-- EXERCISE DETAILS --
Would you count how many lines of the entries below include the word "Uuid"? Give nothing but the number.

Stored data:
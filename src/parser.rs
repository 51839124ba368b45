//! Parse schema source into [`Definitions`] using PEST.

use std::str::FromStr;

use crate::codec::CodecError;
use crate::schema::{Condition, Definitions, Field, FieldKind, FieldType, RecordKey, Schema, Width};
use pest::Parser;
use pest_derive::Parser as PestParser;

#[derive(PestParser)]
#[grammar = "grammar.pest"]
struct SchemaParser;

type Pair<'a> = pest::iterators::Pair<'a, Rule>;

/// Parse schema source into a definitions registry.
pub fn parse(source: &str) -> Result<Definitions, CodecError> {
    let pairs = SchemaParser::parse(Rule::definitions, source)
        .map_err(|e| CodecError::Schema(format!("Parse error: {}", e)))?;
    let pair = pairs
        .into_iter()
        .next()
        .ok_or_else(|| CodecError::Schema("Empty parse".to_string()))?;
    build_definitions(pair)
}

impl FromStr for Definitions {
    type Err = CodecError;

    fn from_str(s: &str) -> Result<Self, Self::Err> {
        parse(s)
    }
}

fn schema_err(msg: impl Into<String>) -> CodecError {
    CodecError::Schema(msg.into())
}

fn parse_number(pair: &Pair) -> Result<u64, CodecError> {
    pair.as_str()
        .parse()
        .map_err(|_| schema_err(format!("number out of range: {}", pair.as_str())))
}

fn build_definitions(pair: Pair) -> Result<Definitions, CodecError> {
    let mut header = None;
    let mut schemas = Vec::new();
    for inner in pair.into_inner() {
        match inner.as_rule() {
            Rule::header_section => header = Some(build_header(inner)?),
            Rule::record_section => schemas.push(build_record(inner)?),
            _ => {}
        }
    }
    let (version_bits, segment_bits) = header.ok_or_else(|| schema_err("missing header section"))?;
    let mut definitions = Definitions::new(version_bits, segment_bits);
    for schema in schemas {
        definitions.register(schema)?;
    }
    Ok(definitions)
}

fn build_header(pair: Pair) -> Result<(usize, usize), CodecError> {
    let mut version = None;
    let mut segment = None;
    for entry in pair.into_inner() {
        let mut it = entry.into_inner();
        let key = it.next().ok_or_else(|| schema_err("header entry: key"))?;
        let value = it.next().ok_or_else(|| schema_err("header entry: value"))?;
        let bits = parse_number(&value)? as usize;
        if bits == 0 || bits > 64 {
            return Err(schema_err(format!("header {} width must be 1..=64, got {}", key.as_str(), bits)));
        }
        let slot = match key.as_str() {
            "version" => &mut version,
            _ => &mut segment,
        };
        if slot.replace(bits).is_some() {
            return Err(schema_err(format!("header {} declared twice", key.as_str())));
        }
    }
    match (version, segment) {
        (Some(v), Some(s)) => Ok((v, s)),
        (None, _) => Err(schema_err("header: missing version width")),
        (_, None) => Err(schema_err("header: missing segment width")),
    }
}

fn build_record(pair: Pair) -> Result<Schema, CodecError> {
    let mut name = String::new();
    let mut key = None;
    let mut field_pairs = Vec::new();
    for inner in pair.into_inner() {
        match inner.as_rule() {
            Rule::ident => name = inner.as_str().to_string(),
            Rule::record_key => key = Some(build_record_key(inner)?),
            Rule::field => field_pairs.push(inner),
            _ => {}
        }
    }
    let fields = build_fields(field_pairs, &name)?;
    Ok(Schema { name, key, fields })
}

fn build_record_key(pair: Pair) -> Result<RecordKey, CodecError> {
    let mut it = pair.into_inner();
    let kind = it.next().ok_or_else(|| schema_err("record key: kind"))?;
    let number = parse_number(&it.next().ok_or_else(|| schema_err("record key: number"))?)?;
    Ok(match kind.as_str() {
        "version" => RecordKey::Version(number),
        _ => RecordKey::Segment(number),
    })
}

/// Builds one scope (a record or a list entry). References must name an earlier field of
/// the same scope; list counts resolve against the enclosing scope.
fn build_fields(pairs: Vec<Pair>, scope: &str) -> Result<Vec<Field>, CodecError> {
    let mut fields: Vec<Field> = Vec::with_capacity(pairs.len());
    for pair in pairs {
        let field = build_field(pair, scope)?;
        let declared = |name: &str| fields.iter().any(|f| f.name == name);
        if declared(&field.name) {
            return Err(schema_err(format!("{}: duplicate field {}", scope, field.name)));
        }
        let width_ref = match &field.kind {
            FieldKind::List { count, .. } => Some(count),
            kind => kind.width(),
        };
        for reference in [
            width_ref.and_then(|w| match w {
                Width::Field(name) => Some(name.as_str()),
                _ => None,
            }),
            field.condition.reference(),
        ]
        .into_iter()
        .flatten()
        {
            if !declared(reference) {
                return Err(schema_err(format!(
                    "{}.{}: reference to {} which is not declared before it",
                    scope, field.name, reference
                )));
            }
        }
        fields.push(field);
    }
    Ok(fields)
}

fn build_field(pair: Pair, scope: &str) -> Result<Field, CodecError> {
    let mut name = String::new();
    let mut type_name = String::new();
    let mut width = None;
    let mut condition = Condition::Always;
    let mut nested = None;
    for inner in pair.into_inner() {
        match inner.as_rule() {
            Rule::ident => name = inner.as_str().to_string(),
            Rule::type_spec => {
                let mut it = inner.into_inner();
                type_name = it
                    .next()
                    .map(|p| p.as_str().to_string())
                    .ok_or_else(|| schema_err("type: name"))?;
                width = it.next().map(build_width).transpose()?;
            }
            Rule::condition => condition = build_condition(inner)?,
            Rule::field_block => nested = Some(inner.into_inner().collect::<Vec<_>>()),
            _ => {}
        }
    }
    let path = format!("{}.{}", scope, name);
    let field_type: FieldType = type_name.parse()?;
    let require_width = |width: Option<Width>| {
        width.ok_or_else(|| schema_err(format!("{}: {} needs a width", path, field_type)))
    };
    if nested.is_some() && field_type != FieldType::List {
        return Err(schema_err(format!("{}: only list fields take a nested block", path)));
    }
    let kind = match field_type {
        FieldType::Int => FieldKind::Int(require_width(width)?),
        FieldType::Date => FieldKind::Date(require_width(width)?),
        FieldType::Bits => FieldKind::Bits(require_width(width)?),
        FieldType::Language => FieldKind::Language(width.unwrap_or(Width::Fixed(crate::bits::LANGUAGE_BITS))),
        FieldType::Bool => {
            if width.is_some() {
                return Err(schema_err(format!("{}: bool is always one bit", path)));
            }
            FieldKind::Bool
        }
        FieldType::List => {
            let count = width.ok_or_else(|| schema_err(format!("{}: list needs a count", path)))?;
            let block = nested.ok_or_else(|| schema_err(format!("{}: list needs a nested block", path)))?;
            FieldKind::List {
                count,
                fields: build_fields(block, &path)?,
            }
        }
    };
    Ok(Field { name, kind, condition })
}

fn build_width(pair: Pair) -> Result<Width, CodecError> {
    let inner = pair.into_inner().next().ok_or_else(|| schema_err("width: empty"))?;
    Ok(match inner.as_rule() {
        Rule::number => Width::Fixed(parse_number(&inner)? as usize),
        _ => Width::Field(inner.as_str().to_string()),
    })
}

fn build_condition(pair: Pair) -> Result<Condition, CodecError> {
    let expr = pair
        .into_inner()
        .next()
        .and_then(|p| p.into_inner().next())
        .ok_or_else(|| schema_err("condition: empty"))?;
    match expr.as_rule() {
        Rule::ident => Ok(Condition::IsSet(expr.as_str().to_string())),
        Rule::negation => {
            let name = expr.into_inner().next().ok_or_else(|| schema_err("condition: !name"))?;
            Ok(Condition::NotSet(name.as_str().to_string()))
        }
        Rule::comparison => {
            let mut it = expr.into_inner();
            let name = it.next().ok_or_else(|| schema_err("comparison: name"))?.as_str().to_string();
            let op = it.next().ok_or_else(|| schema_err("comparison: operator"))?;
            let value = parse_number(&it.next().ok_or_else(|| schema_err("comparison: value"))?)?;
            Ok(match op.as_str() {
                "==" => Condition::Equals(name, value),
                _ => Condition::NotEquals(name, value),
            })
        }
        other => Err(schema_err(format!("unexpected condition rule: {:?}", other))),
    }
}
//! Per-player gold and lives counters
//!
//! The ledger has no lock of its own. It is only ever touched through the
//! [`GameStateManager`](super::manager::GameStateManager), which holds its
//! mutex for every call.

use crate::ws::protocol::{PlayerId, PlayerTotals, RoundResult};

#[derive(Debug, Clone, PartialEq, Eq)]
pub struct EconomyLedger {
    gold: [u32; 2],
    lives: [u32; 2],
}

impl EconomyLedger {
    pub fn new(starting_gold: u32, starting_lives: u32) -> Self {
        Self {
            gold: [starting_gold; 2],
            lives: [starting_lives; 2],
        }
    }

    pub fn get_gold(&self, player: PlayerId) -> u32 {
        self.gold[player.index()]
    }

    pub fn get_lives(&self, player: PlayerId) -> u32 {
        self.lives[player.index()]
    }

    /// Deduct gold. Fails without touching the balance when funds are short.
    pub fn spend_gold(&mut self, player: PlayerId, amount: u32) -> bool {
        let balance = &mut self.gold[player.index()];
        if amount > *balance {
            return false;
        }
        *balance -= amount;
        true
    }

    pub fn add_gold(&mut self, player: PlayerId, amount: u32) {
        let balance = &mut self.gold[player.index()];
        *balance = balance.saturating_add(amount);
    }

    /// Remove lives, clamping at zero
    pub fn lose_lives(&mut self, player: PlayerId, amount: u32) {
        let lives = &mut self.lives[player.index()];
        *lives = lives.saturating_sub(amount);
    }

    /// Apply all four deltas of a round in one step
    pub fn apply_round_result(&mut self, result: &RoundResult) {
        for player in PlayerId::ALL {
            self.lose_lives(player, result.lives_lost(player));
            self.add_gold(player, result.gold_earned(player));
        }
    }

    pub fn totals(&self) -> PlayerTotals {
        PlayerTotals {
            gold_player_a: self.get_gold(PlayerId::A),
            gold_player_b: self.get_gold(PlayerId::B),
            lives_player_a: self.get_lives(PlayerId::A),
            lives_player_b: self.get_lives(PlayerId::B),
        }
    }
}
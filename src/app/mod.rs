//! Shared application wiring

pub mod state;

pub use state::AppState;
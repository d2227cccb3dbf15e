//! Matchmaking queue implementation

use std::collections::VecDeque;
use uuid::Uuid;

use crate::game::ClientHandle;

/// FIFO of clients waiting for the next match
#[derive(Debug, Default)]
pub struct MatchmakingQueue {
    queue: VecDeque<ClientHandle>,
}

impl MatchmakingQueue {
    pub fn new() -> Self {
        Self::default()
    }

    /// Add a client to the back of the queue
    pub fn enqueue(&mut self, handle: ClientHandle) {
        // Rejoin moves the client to the back
        self.queue.retain(|c| c.client_id != handle.client_id);
        self.queue.push_back(handle);
    }

    /// Remove a client from the queue
    pub fn dequeue(&mut self, client_id: Uuid) -> Option<ClientHandle> {
        let pos = self.queue.iter().position(|c| c.client_id == client_id)?;
        self.queue.remove(pos)
    }

    pub fn len(&self) -> usize {
        self.queue.len()
    }

    pub fn is_empty(&self) -> bool {
        self.queue.is_empty()
    }

    /// Pop the two oldest connected clients, first one seated as A.
    ///
    /// Clients whose streams already closed are dropped on the way.
    pub fn try_form_pair(&mut self) -> Option<(ClientHandle, ClientHandle)> {
        self.queue.retain(ClientHandle::is_connected);
        if self.queue.len() < 2 {
            return None;
        }
        let first = self.queue.pop_front()?;
        let second = self.queue.pop_front()?;
        Some((first, second))
    }

    /// Position (1-based) of a client in the queue
    pub fn position(&self, client_id: &Uuid) -> Option<usize> {
        self.queue
            .iter()
            .position(|c| &c.client_id == client_id)
            .map(|p| p + 1)
    }
}

#[cfg(test)]
mod tests {
    use super::*;

    #[test]
    fn pairs_in_arrival_order() {
        let mut queue = MatchmakingQueue::new();
        let (a, _rx_a) = ClientHandle::new("alice".to_string());
        let (b, _rx_b) = ClientHandle::new("bob".to_string());
        let (c, _rx_c) = ClientHandle::new("carol".to_string());
        queue.enqueue(a.clone());
        assert!(queue.try_form_pair().is_none());
        queue.enqueue(b.clone());
        queue.enqueue(c.clone());
        assert_eq!(queue.position(&c.client_id), Some(3));

        let (first, second) = queue.try_form_pair().unwrap();
        assert_eq!(first.client_id, a.client_id);
        assert_eq!(second.client_id, b.client_id);
        assert_eq!(queue.len(), 1);
        assert_eq!(queue.position(&c.client_id), Some(1));
    }

    #[test]
    fn disconnected_clients_are_skipped() {
        let mut queue = MatchmakingQueue::new();
        let (a, rx_a) = ClientHandle::new("alice".to_string());
        let (b, _rx_b) = ClientHandle::new("bob".to_string());
        queue.enqueue(a);
        queue.enqueue(b);
        drop(rx_a);
        assert!(queue.try_form_pair().is_none());
        assert_eq!(queue.len(), 1);
    }

    #[test]
    fn dequeue_and_rejoin() {
        let mut queue = MatchmakingQueue::new();
        let (a, _rx_a) = ClientHandle::new("alice".to_string());
        let (b, _rx_b) = ClientHandle::new("bob".to_string());
        queue.enqueue(a.clone());
        queue.enqueue(b.clone());
        queue.enqueue(a.clone());
        assert_eq!(queue.len(), 2);
        assert_eq!(queue.position(&a.client_id), Some(2));

        assert!(queue.dequeue(a.client_id).is_some());
        assert!(queue.dequeue(a.client_id).is_none());
        assert_eq!(queue.position(&a.client_id), None);
        assert!(!queue.is_empty());
    }
}
//! HTTP route definitions

use std::time::Duration;

use axum::{
    extract::{rejection::JsonRejection, State},
    http::{header, Method, StatusCode},
    response::{IntoResponse, Json},
    routing::{get, post},
    Router,
};
use serde::{Deserialize, Serialize};
use tower::limit::ConcurrencyLimitLayer;
use tower_http::{
    compression::CompressionLayer,
    cors::{AllowOrigin, CorsLayer},
    timeout::TimeoutLayer,
    trace::TraceLayer,
};
use tracing::info;
use uuid::Uuid;

use crate::app::AppState;
use crate::game::ActionError;
use crate::util::time::uptime_secs;
use crate::ws::handler::ws_handler;
use crate::ws::protocol::{
    PlayerId, PlayerTotals, RoundPhase, ServerMsg, SimulationData, TowerSpec, UnitRequest, UnitSpec,
};

/// Ceiling on a single action request
const ACTION_TIMEOUT: Duration = Duration::from_secs(10);

/// Build the application router
pub fn build_router(state: AppState) -> Router {
    // CORS configuration - comma-separated origins in CLIENT_ORIGIN, permissive when unset
    let cors = match state.config.client_origin.as_deref() {
        Some(origins) => {
            let allowed_origins: Vec<header::HeaderValue> = origins
                .split(',')
                .filter_map(|s| s.trim().parse::<header::HeaderValue>().ok())
                .collect();
            CorsLayer::new()
                .allow_origin(AllowOrigin::list(allowed_origins))
                .allow_methods([Method::GET, Method::POST, Method::OPTIONS])
                .allow_headers([header::CONTENT_TYPE])
        }
        None => CorsLayer::permissive(),
    };

    let public_routes = Router::new()
        .route("/health", get(health_handler))
        .route("/state", get(state_handler))
        .route("/ws", get(ws_handler));

    // Unary game actions run on a bounded number of concurrent workers
    let action_routes = Router::new()
        .route("/actions/build_tower", post(build_tower_handler))
        .route("/actions/send_units", post(send_units_handler))
        .route("/actions/round_ack", post(round_ack_handler))
        .layer(TimeoutLayer::new(ACTION_TIMEOUT))
        .layer(ConcurrencyLimitLayer::new(state.config.max_workers));

    Router::new()
        .merge(public_routes)
        .merge(action_routes)
        .fallback(not_found_handler)
        .layer(CompressionLayer::new())
        .layer(TraceLayer::new_for_http())
        .layer(cors)
        .with_state(state)
}

// ============================================================================
// Health and state endpoints
// ============================================================================

#[derive(Serialize)]
struct HealthResponse {
    status: &'static str,
    uptime_secs: u64,
    connected_clients: usize,
    queue_size: usize,
    match_active: bool,
    round_number: u32,
    phase: RoundPhase,
}

async fn health_handler(State(state): State<AppState>) -> Json<HealthResponse> {
    let queue_size = state.matchmaking.queue_size().await;
    let (phase, round_number) = state.rounds.current_phase();

    Json(HealthResponse {
        status: "ok",
        uptime_secs: uptime_secs(),
        connected_clients: state.matchmaking.connected_clients(),
        queue_size,
        match_active: state.match_registry.is_active(),
        round_number,
        phase,
    })
}

#[derive(Serialize)]
struct StateResponse {
    match_id: Option<Uuid>,
    round_number: u32,
    phase: RoundPhase,
    accepting_actions: bool,
    snapshot: SimulationData,
    totals: PlayerTotals,
}

async fn state_handler(State(state): State<AppState>) -> Json<StateResponse> {
    let (phase, round_number) = state.rounds.current_phase();
    Json(StateResponse {
        match_id: state.match_registry.match_id(),
        round_number,
        phase,
        accepting_actions: state.game.is_accepting_actions(),
        snapshot: state.game.get_current_state_snapshot(),
        totals: state.game.totals(),
    })
}

// ============================================================================
// Action endpoints
// ============================================================================

/// Shared reply shape; validation rejections are `success: false`, not HTTP errors
#[derive(Debug, Serialize)]
struct ActionResponse {
    success: bool,
    message: String,
    #[serde(skip_serializing_if = "Option::is_none")]
    code: Option<&'static str>,
    #[serde(skip_serializing_if = "Option::is_none")]
    gold: Option<u32>,
    #[serde(skip_serializing_if = "Option::is_none")]
    tower: Option<TowerSpec>,
    #[serde(skip_serializing_if = "Option::is_none")]
    units: Option<Vec<UnitSpec>>,
}

impl ActionResponse {
    fn ok(message: impl Into<String>) -> Self {
        Self {
            success: true,
            message: message.into(),
            code: None,
            gold: None,
            tower: None,
            units: None,
        }
    }

    fn rejected(player: PlayerId, err: ActionError) -> Self {
        info!(player = %player, code = err.code(), reason = %err, "Action rejected");
        Self {
            success: false,
            message: err.to_string(),
            code: Some(err.code()),
            ..Self::ok("")
        }
    }
}

/// Rate limit, active match and phase, in that order.
///
/// The phase read here is advisory; the manager re-checks its gate under its own lock.
fn admit(state: &AppState, player: PlayerId) -> Result<(), ActionError> {
    if !state.action_limiter.check(player) {
        return Err(ActionError::RateLimited);
    }
    if !state.match_registry.is_active() {
        return Err(ActionError::NoActiveMatch);
    }
    if !state.rounds.is_in_preparation() {
        return Err(ActionError::WrongPhase);
    }
    Ok(())
}

fn default_level() -> u32 {
    1
}

#[derive(Deserialize)]
struct BuildTowerRequest {
    player_id: PlayerId,
    tower_type: String,
    row: i32,
    col: i32,
    #[serde(default = "default_level")]
    level: u32,
}

async fn build_tower_handler(
    State(state): State<AppState>,
    payload: Result<Json<BuildTowerRequest>, JsonRejection>,
) -> Result<Json<ActionResponse>, AppError> {
    let Json(req) = payload?;
    let player = req.player_id;

    let built = admit(&state, player).and_then(|()| {
        state
            .game
            .build_tower(player, &req.tower_type, req.row, req.col, req.level)
    });

    match built {
        Ok(tower) => {
            state
                .match_registry
                .send_to(player.opponent(), ServerMsg::TowerPlaced { tower: tower.clone() });
            Ok(Json(ActionResponse {
                gold: Some(state.game.gold(player)),
                tower: Some(tower),
                ..ActionResponse::ok("Tower built")
            }))
        }
        Err(e) => Ok(Json(ActionResponse::rejected(player, e))),
    }
}

#[derive(Deserialize)]
struct SendUnitsRequest {
    player_id: PlayerId,
    units: Vec<UnitRequest>,
}

async fn send_units_handler(
    State(state): State<AppState>,
    payload: Result<Json<SendUnitsRequest>, JsonRejection>,
) -> Result<Json<ActionResponse>, AppError> {
    let Json(req) = payload?;
    let player = req.player_id;

    let sent = admit(&state, player)
        .and_then(|()| state.game.add_units_to_wave(player, &req.units));

    match sent {
        Ok(units) => Ok(Json(ActionResponse {
            gold: Some(state.game.gold(player)),
            message: format!("{} unit(s) queued", units.len()),
            units: Some(units),
            ..ActionResponse::ok("")
        })),
        Err(e) => Ok(Json(ActionResponse::rejected(player, e))),
    }
}

#[derive(Deserialize)]
struct RoundAckRequest {
    player_id: PlayerId,
    round_number: u32,
}

async fn round_ack_handler(
    State(state): State<AppState>,
    payload: Result<Json<RoundAckRequest>, JsonRejection>,
) -> Result<Json<ActionResponse>, AppError> {
    let Json(req) = payload?;
    if !state.action_limiter.check(req.player_id) {
        return Ok(Json(ActionResponse::rejected(
            req.player_id,
            ActionError::RateLimited,
        )));
    }

    let response = if state.rounds.record_ack(req.player_id, req.round_number) {
        ActionResponse::ok("Ack recorded")
    } else {
        ActionResponse {
            success: false,
            message: format!("Round {} is not awaiting acks", req.round_number),
            code: Some("stale_round"),
            ..ActionResponse::ok("")
        }
    };
    Ok(Json(response))
}

async fn not_found_handler() -> AppError {
    AppError::NotFound("No such route".to_string())
}

// ============================================================================
// Error handling
// ============================================================================

#[derive(Debug, thiserror::Error)]
pub enum AppError {
    #[error("Bad request: {0}")]
    BadRequest(String),

    #[error("Not found: {0}")]
    NotFound(String),
}

impl From<JsonRejection> for AppError {
    fn from(rejection: JsonRejection) -> Self {
        AppError::BadRequest(rejection.body_text())
    }
}

impl IntoResponse for AppError {
    fn into_response(self) -> axum::response::Response {
        let (status, message) = match &self {
            AppError::BadRequest(msg) => (StatusCode::BAD_REQUEST, msg.clone()),
            AppError::NotFound(msg) => (StatusCode::NOT_FOUND, msg.clone()),
        };

        let body = serde_json::json!({
            "error": message
        });

        (status, Json(body)).into_response()
    }
}
//! Per-player action rate limiting

use governor::{
    clock::DefaultClock,
    state::{InMemoryState, NotKeyed},
    Quota, RateLimiter,
};
use std::num::NonZeroU32;
use std::sync::Arc;

use crate::ws::protocol::PlayerId;

pub type Limiter = RateLimiter<NotKeyed, InMemoryState, DefaultClock>;

/// Action RPCs allowed per player per second
pub const ACTION_RATE_LIMIT: u32 = 30;

pub fn create_limiter(requests_per_second: u32) -> Arc<Limiter> {
    let quota = Quota::per_second(NonZeroU32::new(requests_per_second).unwrap_or(NonZeroU32::MIN));
    Arc::new(RateLimiter::direct(quota))
}

/// One limiter per seat, shared by every action endpoint
#[derive(Clone)]
pub struct ActionRateLimiter {
    seats: [Arc<Limiter>; 2],
}

impl ActionRateLimiter {
    pub fn new(requests_per_second: u32) -> Self {
        Self {
            seats: [
                create_limiter(requests_per_second),
                create_limiter(requests_per_second),
            ],
        }
    }

    /// True if `player` may issue another action now
    pub fn check(&self, player: PlayerId) -> bool {
        self.seats[player.index()].check().is_ok()
    }
}

impl Default for ActionRateLimiter {
    fn default() -> Self {
        Self::new(ACTION_RATE_LIMIT)
    }
}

-- WRITTEN RESPONSE --
5